Clients are often be told by SEO consultants that a wide range of technical issues will lead to their website being “penalized by search engines”, notably Google.
The fundamental message this sends is inaccurate. This message can lead to dogged adherence to change without good business reason or SEO advice being disregarded as scaremongering.
There is only a small range of activities that search engines actively penalize, yet many reasons for poor performance that could appear to be penalties if cruedely interpreted.
This is not to say that search engines do not heavily favour certain sites for reasons other than pure query-document match relevancy but thats another post altogether.
Being organized and conforming to expected standards = Good SEO (blazing a trail is to be encouraged but be aware search engines take a while to catch up, and only follow the trends that have significant human user traffic already)
So here is my offline metaphor to explain why the penalties are not always penaties. Lets compare SEO and crossing international borders.
Event: Imagine arriving at JFK to change flights to San Francisco, on a last minute bargain single ticket & forgetting the address of your hotel. Casually mention your girlfriend lives in SF and it’s a romantic surprise visit. Several hours later, as you leave secondary interviews, you’ll have missed your onward flight with no recourse, face overnight hotels at your expense, a 24 hour delay and the costs of an airport issued ticket home to reassure US Immigration. Your Intentions? Good, Your Outcomes?, Bad.
But it’s important to realise none of the inconvenience “caused by US Immigration” was motivated by a desire to punish.
Analysis: The passenger was not trusted to perform as expected, had failed to conform to system requirements and had to be processed in a secondary manner requiring multiple research activities from a resource constrained team and systems.
Unlikely as it seems this scenario happens every day at airports around the world.

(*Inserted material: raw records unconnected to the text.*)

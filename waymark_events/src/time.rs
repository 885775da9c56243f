// Copyright 2025 the Waymark Authors
// SPDX-License-Identifier: Apache-2.0 OR MIT

//! Clocks and the single-slot debounce used for long-hover.
//!
//! ## Model
//!
//! The dispatcher never spawns timers. It records a deadline in a [`DebounceSlot`]
//! and the host event loop calls [`Dispatcher::poll`](crate::dispatcher::Dispatcher::poll)
//! (waking at [`Dispatcher::next_deadline`](crate::dispatcher::Dispatcher::next_deadline)
//! if it wants to be precise). Scheduling always replaces the pending deadline, so at
//! most one long-hover is ever in flight.
//!
//! Time is read through [`Clock`]. Production code uses [`SystemClock`]; tests drive a
//! [`ManualClock`] to advance virtual time deterministically.

use alloc::rc::Rc;
use core::cell::Cell;
use core::time::Duration;
use std::time::Instant;

/// A monotonic time source, measured from an arbitrary origin.
pub trait Clock {
    /// Elapsed time since the clock's origin.
    fn now(&self) -> Duration;
}

/// Wall-clock time from [`Instant`], with the origin at construction.
#[derive(Copy, Clone, Debug)]
pub struct SystemClock {
    origin: Instant,
}

impl SystemClock {
    /// Create a clock whose origin is now.
    pub fn new() -> Self {
        Self {
            origin: Instant::now(),
        }
    }
}

impl Default for SystemClock {
    fn default() -> Self {
        Self::new()
    }
}

impl Clock for SystemClock {
    fn now(&self) -> Duration {
        self.origin.elapsed()
    }
}

/// Virtual time advanced by hand. Clones share the same timeline.
///
/// ```
/// use core::time::Duration;
/// use waymark_events::time::{Clock, ManualClock};
///
/// let clock = ManualClock::new();
/// let view = clock.clone();
/// clock.advance(Duration::from_millis(300));
/// assert_eq!(view.now(), Duration::from_millis(300));
/// ```
#[derive(Clone, Debug, Default)]
pub struct ManualClock {
    now: Rc<Cell<Duration>>,
}

impl ManualClock {
    /// Create a clock at time zero.
    pub fn new() -> Self {
        Self::default()
    }

    /// Move time forward.
    pub fn advance(&self, by: Duration) {
        self.now.set(self.now.get() + by);
    }

    /// Jump to an absolute time.
    pub fn set(&self, to: Duration) {
        self.now.set(to);
    }
}

impl Clock for ManualClock {
    fn now(&self) -> Duration {
        self.now.get()
    }
}

/// A cancellable single-slot deadline.
#[derive(Copy, Clone, Debug, Default, PartialEq, Eq)]
pub struct DebounceSlot {
    deadline: Option<Duration>,
}

impl DebounceSlot {
    /// Create an idle slot.
    pub const fn new() -> Self {
        Self { deadline: None }
    }

    /// Arm the slot to fire `delay` after `now`, replacing any pending deadline.
    pub fn schedule(&mut self, now: Duration, delay: Duration) {
        self.deadline = Some(now + delay);
    }

    /// Disarm the slot.
    pub fn cancel(&mut self) {
        self.deadline = None;
    }

    /// Pending deadline, if armed.
    pub fn deadline(&self) -> Option<Duration> {
        self.deadline
    }

    /// Whether a deadline is pending.
    pub fn is_pending(&self) -> bool {
        self.deadline.is_some()
    }

    /// If the deadline has passed, disarm and return `true`.
    pub fn take_due(&mut self, now: Duration) -> bool {
        match self.deadline {
            Some(d) if d <= now => {
                self.deadline = None;
                true
            }
            _ => false,
        }
    }
}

Event: The online equivalent of this story is a website re-launching without a URL cutover strategy, integrating large volumes of third party feed into it’s pages, not publishing a valid sitemap at an easily found location, with hard to interpret dynamic URLs and no inbound links as years of link equity is lost to 404 error pages. Site traffic drops precipitously for 90 days while the programme sponsor rides out the turbulence spending valuable time reassuring senior stakeholders everything is going to be ok and there will be a positive ROI. Of course it normally does, but it’s been stressful.
None of the inconvenience “caused by Google” was motivated by a desire to punish.
Analysis: The website was not trusted to perform as expected, had failed to conform to expected standards and had to be processed in a secondary manner requiring multiple research activities from a resource constrained team and systems.
Unlikely as it seems this scenario happens every day at huge online companies around the world.